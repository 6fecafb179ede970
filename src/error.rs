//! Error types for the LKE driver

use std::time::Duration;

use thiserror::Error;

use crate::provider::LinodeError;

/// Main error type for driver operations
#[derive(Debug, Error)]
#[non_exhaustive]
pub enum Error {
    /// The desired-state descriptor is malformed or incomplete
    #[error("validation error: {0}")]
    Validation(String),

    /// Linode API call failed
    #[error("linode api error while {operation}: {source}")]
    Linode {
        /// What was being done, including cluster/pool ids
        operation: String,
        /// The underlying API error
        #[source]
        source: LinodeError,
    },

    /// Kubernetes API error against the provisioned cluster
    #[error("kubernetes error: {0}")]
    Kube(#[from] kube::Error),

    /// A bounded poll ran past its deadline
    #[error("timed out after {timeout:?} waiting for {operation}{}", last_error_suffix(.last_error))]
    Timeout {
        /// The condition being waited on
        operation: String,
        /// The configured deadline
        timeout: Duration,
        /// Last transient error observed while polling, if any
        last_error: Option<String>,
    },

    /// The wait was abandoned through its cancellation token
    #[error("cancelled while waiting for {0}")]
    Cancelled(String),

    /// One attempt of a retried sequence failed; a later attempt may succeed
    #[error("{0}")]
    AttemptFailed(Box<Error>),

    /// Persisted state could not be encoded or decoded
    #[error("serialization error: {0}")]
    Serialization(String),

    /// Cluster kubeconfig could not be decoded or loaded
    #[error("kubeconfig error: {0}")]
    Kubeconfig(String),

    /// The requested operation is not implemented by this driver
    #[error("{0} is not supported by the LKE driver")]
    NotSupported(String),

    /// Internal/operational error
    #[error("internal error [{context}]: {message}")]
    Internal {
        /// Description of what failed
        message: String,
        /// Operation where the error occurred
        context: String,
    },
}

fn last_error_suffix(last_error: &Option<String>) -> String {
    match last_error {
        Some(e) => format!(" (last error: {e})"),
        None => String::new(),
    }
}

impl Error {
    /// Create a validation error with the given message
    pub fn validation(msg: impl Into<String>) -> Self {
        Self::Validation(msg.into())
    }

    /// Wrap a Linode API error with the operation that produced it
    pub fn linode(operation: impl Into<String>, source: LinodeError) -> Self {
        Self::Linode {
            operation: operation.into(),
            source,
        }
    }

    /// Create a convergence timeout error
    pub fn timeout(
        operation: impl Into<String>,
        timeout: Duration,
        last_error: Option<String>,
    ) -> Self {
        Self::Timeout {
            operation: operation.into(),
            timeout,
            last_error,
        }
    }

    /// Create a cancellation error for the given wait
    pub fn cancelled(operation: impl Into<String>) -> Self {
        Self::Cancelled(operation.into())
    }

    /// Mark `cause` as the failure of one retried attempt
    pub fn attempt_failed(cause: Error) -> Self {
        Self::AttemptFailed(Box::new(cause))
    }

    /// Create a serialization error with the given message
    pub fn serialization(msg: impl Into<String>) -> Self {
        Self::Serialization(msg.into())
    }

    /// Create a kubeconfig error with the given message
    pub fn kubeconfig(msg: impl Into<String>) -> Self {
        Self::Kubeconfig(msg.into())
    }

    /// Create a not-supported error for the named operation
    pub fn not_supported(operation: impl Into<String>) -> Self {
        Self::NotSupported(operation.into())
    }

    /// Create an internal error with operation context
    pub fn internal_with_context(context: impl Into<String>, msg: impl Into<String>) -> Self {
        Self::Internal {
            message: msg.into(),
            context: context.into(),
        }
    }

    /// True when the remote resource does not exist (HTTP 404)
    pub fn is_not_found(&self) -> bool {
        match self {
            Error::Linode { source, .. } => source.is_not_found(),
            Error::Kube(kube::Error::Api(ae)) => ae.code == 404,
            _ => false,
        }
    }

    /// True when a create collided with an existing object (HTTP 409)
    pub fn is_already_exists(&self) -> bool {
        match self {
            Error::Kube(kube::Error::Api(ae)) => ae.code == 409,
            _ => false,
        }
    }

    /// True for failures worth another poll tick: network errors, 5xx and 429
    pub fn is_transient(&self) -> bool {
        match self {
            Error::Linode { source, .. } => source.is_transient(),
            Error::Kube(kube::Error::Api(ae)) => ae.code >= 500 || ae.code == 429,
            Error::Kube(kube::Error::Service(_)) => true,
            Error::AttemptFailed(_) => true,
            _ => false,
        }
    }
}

-=-=-

> _Exercise_:
For the entries above, say how many lines contain the word "state", giving the number alone.

> _Exercise response_:
2